• **What you should do**
Across all the entries, tally the lines holding the word "EmptyState", and give the number by itself.
=-=-=-=-=
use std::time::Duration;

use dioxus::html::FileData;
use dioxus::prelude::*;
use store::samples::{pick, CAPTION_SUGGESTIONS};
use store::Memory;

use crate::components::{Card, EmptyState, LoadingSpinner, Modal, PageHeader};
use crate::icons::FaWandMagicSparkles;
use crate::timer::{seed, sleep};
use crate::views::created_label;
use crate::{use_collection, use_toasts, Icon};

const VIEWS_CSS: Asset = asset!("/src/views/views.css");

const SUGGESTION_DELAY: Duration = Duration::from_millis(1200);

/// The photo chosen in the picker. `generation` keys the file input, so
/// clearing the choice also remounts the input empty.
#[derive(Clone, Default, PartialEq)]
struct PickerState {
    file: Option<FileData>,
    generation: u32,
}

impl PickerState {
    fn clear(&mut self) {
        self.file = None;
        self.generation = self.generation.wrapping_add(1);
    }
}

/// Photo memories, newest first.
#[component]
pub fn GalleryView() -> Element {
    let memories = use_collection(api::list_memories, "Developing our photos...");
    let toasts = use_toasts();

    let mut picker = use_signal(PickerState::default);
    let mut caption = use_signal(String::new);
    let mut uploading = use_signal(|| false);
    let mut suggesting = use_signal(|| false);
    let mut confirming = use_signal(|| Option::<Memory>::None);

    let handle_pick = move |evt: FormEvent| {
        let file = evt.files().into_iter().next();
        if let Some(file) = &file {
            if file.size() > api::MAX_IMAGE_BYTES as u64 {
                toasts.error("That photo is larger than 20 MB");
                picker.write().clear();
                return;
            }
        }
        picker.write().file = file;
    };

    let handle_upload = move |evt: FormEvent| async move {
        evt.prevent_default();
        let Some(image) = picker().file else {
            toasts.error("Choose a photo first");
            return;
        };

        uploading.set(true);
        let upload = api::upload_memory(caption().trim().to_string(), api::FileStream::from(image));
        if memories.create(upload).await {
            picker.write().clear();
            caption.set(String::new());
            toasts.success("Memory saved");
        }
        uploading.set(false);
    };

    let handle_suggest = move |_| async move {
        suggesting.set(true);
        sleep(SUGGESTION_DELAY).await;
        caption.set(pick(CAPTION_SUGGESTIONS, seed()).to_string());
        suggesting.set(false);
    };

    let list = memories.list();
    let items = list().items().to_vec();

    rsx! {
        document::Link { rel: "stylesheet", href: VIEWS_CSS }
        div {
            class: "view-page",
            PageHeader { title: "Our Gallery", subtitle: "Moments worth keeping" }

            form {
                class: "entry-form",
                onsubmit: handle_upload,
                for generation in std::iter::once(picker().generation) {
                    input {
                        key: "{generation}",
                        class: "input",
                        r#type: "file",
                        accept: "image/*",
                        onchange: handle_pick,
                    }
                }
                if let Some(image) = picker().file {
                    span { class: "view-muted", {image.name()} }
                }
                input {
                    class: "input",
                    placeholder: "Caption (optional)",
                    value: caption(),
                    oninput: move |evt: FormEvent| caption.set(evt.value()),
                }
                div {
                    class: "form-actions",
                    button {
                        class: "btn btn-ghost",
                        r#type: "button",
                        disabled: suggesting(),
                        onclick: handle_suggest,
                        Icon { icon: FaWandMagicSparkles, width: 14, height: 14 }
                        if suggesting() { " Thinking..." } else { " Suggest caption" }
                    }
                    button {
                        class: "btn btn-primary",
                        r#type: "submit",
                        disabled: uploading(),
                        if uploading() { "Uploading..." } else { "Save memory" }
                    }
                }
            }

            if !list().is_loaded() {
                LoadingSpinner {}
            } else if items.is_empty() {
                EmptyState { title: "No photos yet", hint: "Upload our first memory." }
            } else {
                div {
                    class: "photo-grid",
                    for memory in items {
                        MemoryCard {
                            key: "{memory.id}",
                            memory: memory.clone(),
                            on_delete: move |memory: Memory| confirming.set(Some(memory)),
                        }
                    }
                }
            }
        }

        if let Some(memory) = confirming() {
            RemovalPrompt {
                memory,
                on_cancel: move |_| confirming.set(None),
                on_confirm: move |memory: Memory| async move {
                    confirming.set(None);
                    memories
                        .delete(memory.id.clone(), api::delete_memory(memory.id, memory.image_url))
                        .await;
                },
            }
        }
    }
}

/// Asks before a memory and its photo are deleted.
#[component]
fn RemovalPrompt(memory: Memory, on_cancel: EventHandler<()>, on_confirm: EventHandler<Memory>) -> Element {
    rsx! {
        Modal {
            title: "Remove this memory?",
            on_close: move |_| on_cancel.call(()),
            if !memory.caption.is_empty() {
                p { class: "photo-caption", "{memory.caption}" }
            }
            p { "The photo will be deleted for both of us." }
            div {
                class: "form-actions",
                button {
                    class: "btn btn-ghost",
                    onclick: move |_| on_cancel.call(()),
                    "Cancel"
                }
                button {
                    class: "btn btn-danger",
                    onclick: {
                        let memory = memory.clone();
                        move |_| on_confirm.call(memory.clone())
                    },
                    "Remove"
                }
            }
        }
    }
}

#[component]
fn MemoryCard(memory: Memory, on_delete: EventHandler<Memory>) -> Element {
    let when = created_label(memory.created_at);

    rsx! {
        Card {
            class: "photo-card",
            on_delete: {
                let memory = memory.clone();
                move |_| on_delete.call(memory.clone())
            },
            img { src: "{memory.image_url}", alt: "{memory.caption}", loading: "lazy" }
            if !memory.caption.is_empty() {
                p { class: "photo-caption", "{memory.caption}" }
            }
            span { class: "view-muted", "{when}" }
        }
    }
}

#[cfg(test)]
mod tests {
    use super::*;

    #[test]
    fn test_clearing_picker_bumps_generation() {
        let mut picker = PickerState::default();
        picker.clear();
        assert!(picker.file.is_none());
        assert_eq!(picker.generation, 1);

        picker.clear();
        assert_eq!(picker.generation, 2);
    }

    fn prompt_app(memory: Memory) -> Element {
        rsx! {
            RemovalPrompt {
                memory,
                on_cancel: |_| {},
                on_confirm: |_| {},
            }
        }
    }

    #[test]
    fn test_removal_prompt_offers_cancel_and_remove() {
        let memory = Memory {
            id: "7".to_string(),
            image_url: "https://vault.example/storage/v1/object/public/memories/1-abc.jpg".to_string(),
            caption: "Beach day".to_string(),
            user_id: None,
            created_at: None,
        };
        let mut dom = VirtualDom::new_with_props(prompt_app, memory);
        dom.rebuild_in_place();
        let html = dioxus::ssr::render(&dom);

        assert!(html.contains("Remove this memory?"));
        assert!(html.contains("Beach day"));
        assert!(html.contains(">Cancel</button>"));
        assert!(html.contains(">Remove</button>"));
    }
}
=-=-=-=-=
• **Exercise answer**
2